Over the years, power-ups have become more innovative in the series, including triple mushroom boosts, a raccoon tail that can swat away turtle shells and most importantly, the game-changing spiny shell. Up until this point, it was the most unstoppable power-up in the race, since it’ll track you down and ruin your first place finish.
In Mario Kart 8, however, Nintendo threw in some real game-changers. The Piranha Plant is fantastic for grabbing enemies, and the Super Horn not only delivers a thunderous blast to whoever’s around, but can also stop a spiny shell dead in its tracks. No, we’re not kidding.

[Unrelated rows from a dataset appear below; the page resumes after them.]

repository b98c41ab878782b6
//! Money value object.

use serde::{Deserialize, Serialize};

/// Monetary amount in integer cents to avoid floating point issues.
#[derive(Debug, Clone, Copy, PartialEq, Eq, PartialOrd, Ord, Hash, Serialize, Deserialize)]
#[serde(transparent)]
pub struct Money {
    cents: i64,
}

impl Money {
    /// Creates a new amount from cents.
    pub fn from_cents(cents: i64) -> Self {
        Self { cents }
    }

    /// Returns zero money.
    pub fn zero() -> Self {
        Self { cents: 0 }
    }

    /// Returns the amount in cents.
    pub fn cents(&self) -> i64 {
        self.cents
    }

    /// Returns true if the amount is zero.
    pub fn is_zero(&self) -> bool {
        self.cents == 0
    }

    /// Multiplies by a quantity.
    pub fn multiply(&self, quantity: u32) -> Money {
        Money {
            cents: self.cents * i64::from(quantity),
        }
    }
}

impl Default for Money {
    fn default() -> Self {
        Self::zero()
    }
}

impl std::fmt::Display for Money {
    fn fmt(&self, f: &mut std::fmt::Formatter<'_>) -> std::fmt::Result {
        let whole = self.cents / 100;
        let part = self.cents.abs() % 100;
        if self.cents < 0 {
            write!(f, "-${}.{:02}", whole.abs(), part)
        } else {
            write!(f, "${whole}.{part:02}")
        }
    }
}

impl std::ops::Add for Money {
    type Output = Money;

    fn add(self, rhs: Self) -> Self::Output {
        Money {
            cents: self.cents + rhs.cents,
        }
    }
}

impl std::ops::Sub for Money {
    type Output = Money;

    fn sub(self, rhs: Self) -> Self::Output {
        Money {
            cents: self.cents - rhs.cents,
        }
    }
}

impl std::ops::AddAssign for Money {
    fn add_assign(&mut self, rhs: Self) {
        self.cents += rhs.cents;
    }
}

impl std::iter::Sum for Money {
    fn sum<I: Iterator<Item = Money>>(iter: I) -> Self {
        iter.fold(Money::zero(), |acc, m| acc + m)
    }
}

#[cfg(test)]
mod tests {
    use super::*;

    #[test]
    fn from_cents_and_accessors() {
        let m = Money::from_cents(1234);
        assert_eq!(m.cents(), 1234);
        assert!(!m.is_zero());
        assert!(Money::zero().is_zero());
    }

    #[test]
    fn display() {
        assert_eq!(Money::from_cents(1234).to_string(), "$12.34");
        assert_eq!(Money::from_cents(5).to_string(), "$0.05");
        assert_eq!(Money::from_cents(-1234).to_string(), "-$12.34");
    }

    #[test]
    fn arithmetic() {
        let a = Money::from_cents(1000);
        let b = Money::from_cents(500);
        assert_eq!((a + b).cents(), 1500);
        assert_eq!((a - b).cents(), 500);
        assert_eq!(a.multiply(3).cents(), 3000);
    }

    #[test]
    fn sum_of_line_totals() {
        let total: Money = [100, 250, 50].iter().map(|c| Money::from_cents(*c)).sum();
        assert_eq!(total.cents(), 400);
    }

    #[test]
    fn serializes_as_bare_cents() {
        let json = serde_json::to_string(&Money::from_cents(999)).unwrap();
        assert_eq!(json, "999");
    }
}
//! Live notification subscriptions over WebSocket.
//!
//! On upgrade the connection is placed in the group its identity
//! resolves to: admins in `admin`, customers with a profile in
//! `customer:<id>`, everyone else in `others`. The client may join or
//! leave additional groups with JSON frames; on disconnect every
//! membership is removed.

use std::sync::Arc;

use axum::extract::State;
use axum::extract::ws::{Message, WebSocket, WebSocketUpgrade};
use axum::response::Response;
use common::ConnectionId;
use datastore::{CustomerStore, NotificationStore};
use futures_util::{SinkExt, StreamExt};
use notify::NotificationView;
use serde::{Deserialize, Serialize};
use tokio::sync::mpsc;
use tracing::{debug, info};

use crate::auth::Authenticated;
use crate::error::ApiError;
use crate::routes::notifications::AppState;

/// Outbound channel depth per connection. A subscriber that falls this
/// far behind starts losing pushes rather than backpressuring the hub.
const OUTBOUND_BUFFER: usize = 32;

#[derive(Serialize)]
struct ServerEvent<'a> {
    event: &'static str,
    payload: &'a NotificationView,
}

#[derive(Deserialize)]
#[serde(tag = "action")]
enum ClientFrame {
    JoinGroup { group: String },
    LeaveGroup { group: String },
}

/// GET /notifications/ws — upgrade to a live subscription.
pub async fn subscribe<S>(
    State(state): State<Arc<AppState<S>>>,
    auth: Authenticated,
    ws: WebSocketUpgrade,
) -> Result<Response, ApiError>
where
    S: NotificationStore + CustomerStore + 'static,
{
    let audience = state.notifications.audience_for(&auth.0).await?;
    Ok(ws.on_upgrade(move |socket| handle_socket(socket, state, audience.group_name())))
}

async fn handle_socket<S>(socket: WebSocket, state: Arc<AppState<S>>, home_group: String)
where
    S: NotificationStore + CustomerStore + 'static,
{
    let conn = ConnectionId::new();
    let registry = state.notifications.registry().clone();
    let (mut sink, mut stream) = socket.split();
    let (tx, mut rx) = mpsc::channel::<NotificationView>(OUTBOUND_BUFFER);

    registry.join(&home_group, conn, tx.clone());
    info!(%conn, group = %home_group, "subscriber connected");

    loop {
        tokio::select! {
            pushed = rx.recv() => {
                let Some(view) = pushed else { break };
                let frame = ServerEvent {
                    event: "ReceiveNotification",
                    payload: &view,
                };
                let Ok(text) = serde_json::to_string(&frame) else { continue };
                if sink.send(Message::Text(text.into())).await.is_err() {
                    break;
                }
            }
            incoming = stream.next() => {
                match incoming {
                    Some(Ok(Message::Text(text))) => {
                        match serde_json::from_str::<ClientFrame>(&text) {
                            Ok(ClientFrame::JoinGroup { group }) => {
                                registry.join(&group, conn, tx.clone());
                            }
                            Ok(ClientFrame::LeaveGroup { group }) => {
                                registry.leave(&group, conn);
                            }
                            Err(err) => {
                                debug!(%conn, error = %err, "ignoring malformed client frame");
                            }
                        }
                    }
                    Some(Ok(Message::Close(_))) | None => break,
                    Some(Ok(_)) => {}
                    Some(Err(err)) => {
                        debug!(%conn, error = %err, "socket error");
                        break;
                    }
                }
            }
        }
    }

    registry.disconnect(conn);
    info!(%conn, "subscriber disconnected");
}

These power-ups add a huge element to each race, although it likely resulted in a few “COME ON!” moments from racers who thought they had it made for the checkered flag. That’ll show you guys.

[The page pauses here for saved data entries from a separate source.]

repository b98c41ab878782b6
//! Health check endpoint.

use axum::Json;
use serde::Serialize;

#[derive(Serialize)]
pub struct HealthResponse {
    pub status: &'static str,
}

/// GET /health — returns service health status.
pub async fn check() -> Json<HealthResponse> {
    Json(HealthResponse { status: "ok" })
}
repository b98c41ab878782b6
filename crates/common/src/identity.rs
//! Authenticated caller identity.
//!
//! Registration, login, and credential checks happen upstream; by the
//! time a request reaches these services the edge has already resolved
//! the account and its role. This module only carries the result.

use serde::{Deserialize, Serialize};

use crate::ids::AccountId;

/// Role attached to an authenticated account.
#[derive(Debug, Clone, Copy, PartialEq, Eq, Serialize, Deserialize)]
pub enum Role {
    /// Back-office user; sees every order and every notification.
    Admin,
    /// Shop customer; scoped to their own orders and notifications.
    Customer,
}

impl Role {
    /// Parses a role name as sent by the edge, case-insensitively.
    pub fn parse(s: &str) -> Option<Role> {
        match s.to_ascii_lowercase().as_str() {
            "admin" => Some(Role::Admin),
            "customer" | "client" => Some(Role::Customer),
            _ => None,
        }
    }
}

impl std::fmt::Display for Role {
    fn fmt(&self, f: &mut std::fmt::Formatter<'_>) -> std::fmt::Result {
        match self {
            Role::Admin => write!(f, "admin"),
            Role::Customer => write!(f, "customer"),
        }
    }
}

/// An authenticated caller, as delivered by the upstream edge.
#[derive(Debug, Clone, Copy, PartialEq, Eq)]
pub struct Identity {
    pub account_id: AccountId,
    pub role: Role,
}

impl Identity {
    pub fn new(account_id: AccountId, role: Role) -> Self {
        Self { account_id, role }
    }

    pub fn is_admin(&self) -> bool {
        self.role == Role::Admin
    }
}
//! Implementation of the `addon-config resolve` command.

use anyhow::{Context, Result};
use clap::Args;
use serde::Serialize;
use std::path::PathBuf;

use crate::adapters::MemoryConfigStore;
use crate::cli::models::{ConfigEntry, ValueSource};
use crate::cli::output::{output, CommandOutput, TableFormatter};
use crate::domain::models::{DocumentStoreSelection, EnvironmentSnapshot, Settings};
use crate::infrastructure::logging::SecretScrubber;
use crate::services::{ConfigResolver, ResolutionSummary};

#[derive(Args, Debug, Default)]
pub struct ResolveArgs {
    /// YAML mapping of configuration the application already sets
    #[arg(long, value_name = "FILE")]
    pub defaults: Option<PathBuf>,

    /// Print secret values instead of masking them
    #[arg(long)]
    pub show_secrets: bool,

    /// Only list keys assigned by resolution
    #[arg(long)]
    pub resolved_only: bool,
}

#[derive(Debug, Serialize)]
pub struct ResolveOutput {
    pub entries: Vec<ConfigEntry>,
    pub summary: ResolutionSummary,
}

impl CommandOutput for ResolveOutput {
    fn to_human(&self) -> String {
        let mut lines = vec![TableFormatter::new().format_config(&self.entries)];

        if let DocumentStoreSelection::Ambiguous(vars) = &self.summary.document_store {
            lines.push(format!(
                "\nMongoDB not configured: several add-ons are enabled ({})",
                vars.join(", ")
            ));
        }
        lines.push(format!(
            "\n{} key(s) assigned from the environment",
            self.summary.assigned.len()
        ));

        lines.join("\n")
    }

    fn to_json(&self) -> serde_json::Value {
        let config: serde_json::Map<String, serde_json::Value> = self
            .entries
            .iter()
            .map(|entry| {
                (
                    entry.key.clone(),
                    serde_json::to_value(&entry.value).unwrap_or_default(),
                )
            })
            .collect();

        serde_json::json!({
            "config": config,
            "resolved": self.summary.assigned,
            "summary": self.summary,
        })
    }
}

/// Resolve `env` on top of the optional defaults file.
pub fn build(
    args: &ResolveArgs,
    resolver: &ConfigResolver,
    env: &EnvironmentSnapshot,
) -> Result<ResolveOutput> {
    let mut store = match &args.defaults {
        Some(path) => MemoryConfigStore::from_yaml_file(path).with_context(|| {
            format!("Failed to load application defaults from {}", path.display())
        })?,
        None => MemoryConfigStore::new(),
    };

    let summary = resolver.resolve(env, &mut store);
    let scrubber = SecretScrubber::new();

    let entries = store
        .iter()
        .map(|(key, value)| {
            let source = if summary.assigned.iter().any(|assigned| *assigned == key) {
                ValueSource::Resolved
            } else {
                ValueSource::Application
            };
            let value = if args.show_secrets {
                value.clone()
            } else {
                scrubber.scrub_value(key, value)
            };
            ConfigEntry {
                key: key.to_string(),
                value,
                source,
            }
        })
        .filter(|entry| !args.resolved_only || entry.source == ValueSource::Resolved)
        .collect();

    Ok(ResolveOutput { entries, summary })
}

pub fn execute(args: &ResolveArgs, settings: &Settings, json_mode: bool) -> Result<()> {
    let resolver = ConfigResolver::new(settings.resolver.clone());
    let env = EnvironmentSnapshot::from_process();

    let result = build(args, &resolver, &env)?;
    output(&result, json_mode);
    Ok(())
}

The greatness of multiplayer
Racing games are fun solo, but it’s great to get friends involved. The original Super Mario Kart for SNES introduced a great two-player split-screen mode that made for many fun hours of karting for all ages. Mario Kart 64 made the series even better by introducing four-player split-screen, a feature that remained with the series for years to come – including Mario Kart 8.
However, it’s when the series took a step online that things really changed. With the ability to get matched up with friends and strangers around the world – without waiting too long – players found a new sense of competitiveness that few games could deliver. Mario Kart 8 will continue that trend Friday, with up to 16 people taking part in a race at once.
It produced some mighty fine clones
Finally, while Mario Kart innovated in its own right, it was such a good game that competitors did everything they could to produce clones. As a result, two emerged from the pack to become classics.
The first, Crash Team Racing, helped make Naughty Dog’s Crash Bandicoot an overnight success on the original PlayStation, with neat track designs, power-ups that stayed true to the nature of the series and of course, split-screen multiplayer, so you could take part in the fun with friends.
As for the second, Sega hit the ground running with Sonic & Sega All Stars Racing, featuring an all-star cast and a number of thematic courses. However, it really nailed the formula in 2012 with Sonic & All-Stars Racing Transformed, featuring an even bigger foray of racing characters, bigger tracks and the ability to transform between aerial, sea and land vehicles. It continues to be the best Mario Kart experience for those who don’t own a Nintendo console.
As you can see, Mario Kart left its mark on driving games. You can bet that with Mario Kart 8, the series will keep moving forward.
Mario Kart 8 is available this Friday for Wii U, as both a physical release and digital download.